SIU School of Medicine creates new department

The Department of Population Science and Policy, Southern Illinois University School of Medicine’s first new department in nearly three decades, aims to be a champion for rural Illinoisans.

To improve the health and wellness in the 66 counties of central and southern Illinois, the department will identify community-based interventions and study how factors such as poverty, access to health care, education and housing affect people living in rural communities.

“This department provides a significantly new approach to health care that bridges data, health care delivery and social and environmental determinants of health,” said SIU Medicine dean and provost Jerry Kruse, MD, MSPH. “It also reflects SIU Medicine’s deep commitment to improving health care in our rural communities.”

Sameer Vohra, MD, JD, MA, FAAP, has been named founding chair of the Department of Population Science and Policy. He also serves as an assistant professor of pediatrics, medical humanities, and law. He was recognized as one of Springfield Business Journal’s Forty Under 40 in 2017.

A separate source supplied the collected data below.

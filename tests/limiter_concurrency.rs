// Limiter integration tests
//
// Time-dependent tests run on tokio's paused clock, so grant instants are
// exact multiples of the refill interval. Drain jitter is disabled.

use futures::future::join_all;
use ratekeeper::error::CoordinatorError;
use ratekeeper::rate_limit::{
    AcquireOptions, CancelToken, LimiterSettings, MemoryBucketStore, OperationRegistry,
    RateLimitConfig, RateLimiter, StoreFailurePolicy,
};
use std::sync::Arc;
use std::time::Duration;
use tokio::sync::mpsc;
use tokio::time::Instant;

fn limiter(configs: Vec<RateLimitConfig>) -> RateLimiter {
    RateLimiter::new(
        OperationRegistry::new(configs).unwrap(),
        Arc::new(MemoryBucketStore::new()),
        LimiterSettings {
            default_timeout: Duration::from_secs(120),
            queue_jitter: Duration::ZERO,
            failure_policy: StoreFailurePolicy::FailClosed,
        },
    )
}

fn ms(millis: u64) -> Duration {
    Duration::from_millis(millis)
}

#[tokio::test(start_paused = true)]
async fn test_concurrent_callers_never_over_issue() {
    let limiter = limiter(vec![RateLimitConfig::new("catalog.get_item", 2.0, 2)]);
    let start = Instant::now();

    let tasks: Vec<_> = (0..10)
        .map(|_| {
            let limiter = limiter.clone();
            tokio::spawn(async move {
                limiter.acquire("catalog.get_item", 1).await.unwrap();
                start.elapsed()
            })
        })
        .collect();

    let mut grants: Vec<Duration> = join_all(tasks)
        .await
        .into_iter()
        .map(|grant| grant.unwrap())
        .collect();
    grants.sort();

    let expected: Vec<Duration> = [0, 0, 500, 1000, 1500, 2000, 2500, 3000, 3500, 4000]
        .into_iter()
        .map(ms)
        .collect();
    assert_eq!(grants, expected);
}

#[tokio::test(start_paused = true)]
async fn test_min_delay_spaces_queued_grants() {
    let limiter = limiter(vec![RateLimitConfig::new("fees.estimate", 2.0, 2).min_delay_ms(500)]);
    let start = Instant::now();

    let mut grants = Vec::new();
    for _ in 0..4 {
        limiter.acquire("fees.estimate", 1).await.unwrap();
        grants.push(start.elapsed());
    }

    assert_eq!(grants, vec![ms(0), ms(0), ms(500), ms(1000)]);
}

#[tokio::test(start_paused = true)]
async fn test_min_delay_dominates_fast_refill() {
    // Refill alone would allow a queued grant every 100ms
    let limiter = limiter(vec![RateLimitConfig::new("op", 10.0, 5).min_delay_ms(300)]);
    let start = Instant::now();

    let tasks: Vec<_> = (0..7)
        .map(|_| {
            let limiter = limiter.clone();
            tokio::spawn(async move {
                limiter.acquire("op", 1).await.unwrap();
                start.elapsed()
            })
        })
        .collect();

    let mut grants = Vec::new();
    for task in tasks {
        grants.push(task.await.unwrap());
    }
    grants.sort();

    assert_eq!(&grants[..5], &[ms(0); 5]);
    assert_eq!(&grants[5..], &[ms(300), ms(600)]);
}

#[tokio::test(start_paused = true)]
async fn test_min_delay_holds_after_queue_drains() {
    let limiter = limiter(vec![RateLimitConfig::new("op", 10.0, 5).min_delay_ms(300)]);
    let start = Instant::now();

    let mut grants = Vec::new();
    for _ in 0..8 {
        limiter.acquire("op", 1).await.unwrap();
        grants.push(start.elapsed());
    }

    // Once a caller has queued, later callers keep the spacing even though
    // each finds the queue empty
    assert_eq!(&grants[..5], &[ms(0); 5]);
    assert_eq!(&grants[5..], &[ms(300), ms(600), ms(900)]);
}

#[tokio::test(start_paused = true)]
async fn test_queue_is_fifo() {
    let limiter = limiter(vec![RateLimitConfig::new("op", 1.0, 1)]);
    limiter.acquire("op", 1).await.unwrap();

    let (tx, mut rx) = mpsc::unbounded_channel();
    for id in 0..5u32 {
        let limiter = limiter.clone();
        let tx = tx.clone();
        tokio::spawn(async move {
            limiter.acquire("op", 1).await.unwrap();
            tx.send(id).unwrap();
        });
        // Fix the enqueue order
        tokio::time::sleep(ms(1)).await;
    }
    drop(tx);

    let mut order = Vec::new();
    while let Some(id) = rx.recv().await {
        order.push(id);
    }
    assert_eq!(order, vec![0, 1, 2, 3, 4]);
}

#[tokio::test(start_paused = true)]
async fn test_small_request_does_not_overtake_large_head() {
    let limiter = limiter(vec![RateLimitConfig::new("op", 1.0, 3)]);
    let start = Instant::now();
    limiter.acquire("op", 3).await.unwrap();

    let large = {
        let limiter = limiter.clone();
        tokio::spawn(async move {
            limiter.acquire("op", 3).await.unwrap();
            start.elapsed()
        })
    };
    tokio::time::sleep(ms(1)).await;
    let small = {
        let limiter = limiter.clone();
        tokio::spawn(async move {
            limiter.acquire("op", 1).await.unwrap();
            start.elapsed()
        })
    };

    assert_eq!(large.await.unwrap(), ms(3000));
    assert_eq!(small.await.unwrap(), ms(4000));
}

#[tokio::test(start_paused = true)]
async fn test_cancelled_waiter_releases_its_slot() {
    let limiter = limiter(vec![RateLimitConfig::new("op", 1.0, 1)]);
    let start = Instant::now();
    limiter.acquire("op", 1).await.unwrap();

    let cancel = CancelToken::new();
    let cancelled = {
        let limiter = limiter.clone();
        let cancel = cancel.clone();
        tokio::spawn(async move {
            let result = limiter
                .acquire_with("op", AcquireOptions::new(1).cancel(cancel))
                .await;
            (result, start.elapsed())
        })
    };
    tokio::time::sleep(ms(1)).await;
    let next = {
        let limiter = limiter.clone();
        tokio::spawn(async move {
            limiter.acquire("op", 1).await.unwrap();
            start.elapsed()
        })
    };

    tokio::time::sleep(ms(199)).await;
    cancel.cancel();

    let (result, at) = cancelled.await.unwrap();
    assert!(matches!(result, Err(CoordinatorError::Cancelled(_))));
    assert_eq!(at, ms(200));

    // The next caller takes the slot the cancelled one would have had
    assert_eq!(next.await.unwrap(), ms(1000));

    // And the cancelled caller consumed nothing
    limiter.acquire("op", 1).await.unwrap();
    assert_eq!(start.elapsed(), ms(2000));
}

#[tokio::test(start_paused = true)]
async fn test_timed_out_waiter_consumes_nothing() {
    let limiter = limiter(vec![RateLimitConfig::new("op", 1.0, 1)]);
    let start = Instant::now();
    limiter.acquire("op", 1).await.unwrap();

    let err = limiter
        .acquire_with("op", AcquireOptions::new(1).timeout(ms(300)))
        .await
        .unwrap_err();
    assert!(matches!(err, CoordinatorError::Timeout { .. }));
    assert!(err.is_recoverable());

    limiter.acquire("op", 1).await.unwrap();
    assert_eq!(start.elapsed(), ms(1000));
}

#[tokio::test(start_paused = true)]
async fn test_dropped_caller_is_skipped() {
    let limiter = limiter(vec![RateLimitConfig::new("op", 1.0, 1)]);
    let start = Instant::now();
    limiter.acquire("op", 1).await.unwrap();

    let dropped = {
        let limiter = limiter.clone();
        tokio::spawn(async move { limiter.acquire("op", 1).await })
    };
    tokio::time::sleep(ms(10)).await;
    dropped.abort();
    assert!(dropped.await.unwrap_err().is_cancelled());

    limiter.acquire("op", 1).await.unwrap();
    assert_eq!(start.elapsed(), ms(1000));
    assert_eq!(limiter.queue_length("op").await.unwrap(), 0);
}

#[tokio::test(start_paused = true)]
async fn test_operations_are_independent() {
    let limiter = limiter(vec![
        RateLimitConfig::new("slow", 0.01, 1),
        RateLimitConfig::new("fast", 100.0, 1),
    ]);
    limiter.acquire("slow", 1).await.unwrap();

    let slow = {
        let limiter = limiter.clone();
        tokio::spawn(async move { limiter.acquire("slow", 1).await })
    };
    tokio::time::sleep(ms(1)).await;

    let start = Instant::now();
    for _ in 0..5 {
        limiter.acquire("fast", 1).await.unwrap();
    }
    assert!(start.elapsed() < ms(100));
    assert_eq!(limiter.queue_length("slow").await.unwrap(), 1);

    slow.abort();
}

#[tokio::test(flavor = "multi_thread", worker_threads = 4)]
async fn test_no_over_issue_across_threads() {
    let limiter = limiter(vec![RateLimitConfig::new("op", 0.001, 10)]);

    let tasks: Vec<_> = (0..50)
        .map(|_| {
            let limiter = limiter.clone();
            tokio::spawn(async move {
                limiter
                    .acquire_with("op", AcquireOptions::new(1).timeout(ms(100)))
                    .await
            })
        })
        .collect();

    let mut granted = 0;
    let mut timed_out = 0;
    for task in tasks {
        match task.await.unwrap() {
            Ok(()) => granted += 1,
            Err(CoordinatorError::Timeout { .. }) => timed_out += 1,
            Err(other) => panic!("unexpected error: {:?}", other),
        }
    }

    assert_eq!(granted, 10);
    assert_eq!(timed_out, 40);
    assert_eq!(limiter.queue_length("op").await.unwrap(), 0);
}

“Our mission, as one of the first Departments of Population Science and Policy in the United States, is to understand the health challenges of people in central and southern Illinois and find innovative, sustainable solutions to improve health in their communities,” said Vohra. “We work in conjunction with community partners to improve health outcomes in our medically underserved, rural service area.”

The Department of Population Science and Policy is the first of its kind: a department uniquely focused on understanding the health of populations and recommending policy solutions to improve health and wellness. The department consists of three divisions: Epidemiology and Biostatistics, Human and Community Development and Health System Science. These divisions will work together to assess the health of populations, measure the impact of social, biological and behavioral determinants of health, gauge health disparities and design population-level interventions and public policies to improve health outcomes. Furthermore, the department will create and implement academic curriculum to educate a new generation of physicians to practice through a population health lens.

Initial projects are addressing the opioid epidemic in the Illinois Delta Region, childhood growth and development, cancer disparities in rural communities and building community capacity for health improvement. “We are honored to uphold SIU’s commitment to serving our state’s rural residents and we look forward to improving health outcomes of our population,” said Vohra.